Strona:Karol May - Przez pustynię tom 2.djvu/231

Z Wikiźródeł, wolnej biblioteki
Ta strona została skorygowana.

— A jakie byłyby następstwa tego?
— Byłoby o jednego szpiega mniej.
— O, skutki byłyby całkiem inne. Wysłano tego kol agassi w każdym razie poto, aby się przekonać, czy przewidujemy choćby zamierzony napad. Jeżelibyśmy go zabili, lub przytrzymali w niewoli, nie powróciłby i to byłby znak, że nas ostrzeżono. Tak jednak odzyskał wolność, a miralaj Omar Amed będzie pewny tego, że ani trochę nie przeczuwamy zamachu mutessaryfa. Byłoby przecież największą głupotą wypuszczać szpiega, jeżeli się ma przekonanie, że się będzie napadniętym — powiedzą sobie. Czy mam słuszność?
Bej wziął mnie w objęcia.
— Przebacz, emirze! Moje myśli nie sięgały tak daleko jak twoje. Poślę jednak za nim kogoś na zwiady, aby się przekonać, czy rzeczywiście odejdzie.
— I tego nie uczynisz!
— Czemu?
— Mogłoby to zwrócić jego uwagę właśnie na to, co ukryliśmy przed nim, wypuszczając go na wolność. Będzie się strzegł tutaj pozostać, a zresztą przybywa teraz dość ludzi, od których będziesz się mógł dowiedzieć, czy go spotkali.
I w tem stanęło na mojem. To połączenie dwóch korzyści było dla mnie miłem zadośćuczynieniem. Przedewszystkiem uratowałem życie człowiekowi, który działał w każdym razie z rozkazu, a zarazem zniweczyłem plan mutessaryfa. Z tem uczuciem udałem się do komnaty kobiecej na śniadanie. Przedtem jednak wydobyłem z mojego zbioru rzadkości, który miałem od Isli ben Mafleja, naramiennik z przytwierdzonym doń medaljonem.
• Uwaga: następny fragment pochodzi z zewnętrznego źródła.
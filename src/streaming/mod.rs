//! Audio transport and output
//!
//! The ring buffer and its lock discipline, plus the outputs that drain it from
//! a hardware callback context: a cpal device (`streaming` feature) and a
//! simulated device thread for headless runs.

#[cfg(feature = "streaming")]
pub mod audio_device;
pub mod ring_buffer;
pub mod simulated;
pub mod stats;
pub mod transport;

#[cfg(feature = "streaming")]
pub use audio_device::AudioDevice;
pub use ring_buffer::{ring_distance, RingBuffer, WriteRegions};
pub use simulated::SimulatedOutput;
pub use stats::{PlaybackStats, StatsLogger};
pub use transport::{CallbackConsumer, PlayPosition, Reservation, RingSnapshot, SharedRing};

use crate::config::StreamConfig;
use crate::Result;
use std::fmt;
use std::time::Duration;

/// Stream format an output actually runs at
#[derive(Debug, Clone, Copy, PartialEq, Eq)]
pub struct NegotiatedFormat {
    /// Sample rate in Hz
    pub sample_rate: u32,
    /// Interleaved channels
    pub channels: u16,
    /// Bits per sample
    pub bits_per_sample: u16,
    /// Sample frames per callback
    pub callback_frames: u32,
}

impl NegotiatedFormat {
    /// The format a configuration asks for
    pub fn from_config(config: &StreamConfig) -> Self {
        NegotiatedFormat {
            sample_rate: config.sample_rate,
            channels: config.channels,
            bits_per_sample: config.bits_per_sample,
            callback_frames: config.callback_frames,
        }
    }

    /// Bytes per sample frame
    pub fn stride(&self) -> usize {
        (self.bits_per_sample as usize / 8) * self.channels as usize
    }

    /// Bytes handed out per callback
    pub fn callback_bytes(&self) -> usize {
        self.callback_frames as usize * self.stride()
    }

    /// Wall-clock time one callback's worth of audio lasts
    pub fn callback_period(&self) -> Duration {
        Duration::from_secs_f64(self.callback_frames as f64 / self.sample_rate.max(1) as f64)
    }
}

impl fmt::Display for NegotiatedFormat {
    fn fmt(&self, f: &mut fmt::Formatter<'_>) -> fmt::Result {
        write!(
            f,
            "{} Hz, {} ch, s{}, {} frames/callback",
            self.sample_rate, self.channels, self.bits_per_sample, self.callback_frames
        )
    }
}

/// A device that pulls audio from the ring on its own schedule.
///
/// Not `Send`: some backends (cpal on several hosts) pin their stream to the
/// thread that created it.
pub trait AudioOutput {
    /// Format the output runs at
    fn negotiated_format(&self) -> NegotiatedFormat;

    /// Begin invoking `consumer` from the output's callback context
    fn start(&mut self, consumer: CallbackConsumer) -> Result<()>;

    /// Stop invoking the consumer; no callback runs after this returns
    fn stop(&mut self);
}

impl<T: AudioOutput + ?Sized> AudioOutput for Box<T> {
    fn negotiated_format(&self) -> NegotiatedFormat {
        (**self).negotiated_format()
    }

    fn start(&mut self, consumer: CallbackConsumer) -> Result<()> {
        (**self).start(consumer)
    }

    fn stop(&mut self) {
        (**self).stop()
    }
}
Mały bej także już się obudził. Podczas gdy go matka trzymała, usiłowałem przenieść na papier jego śliczną fizjognomję. Udało się to wcale znośnie, jako iż dzieci są do siebie podobne. Potem włożyłem papier do medaljonu, a naramiennik wręczyłem matce.
— Noś to na pamiątkę po emirze! — prosiłem ją. — Wewnątrz znajduje się oblicze twojego syna; zostanie na zawsze młode nawet wówczas, gdy on sam się postarzeje.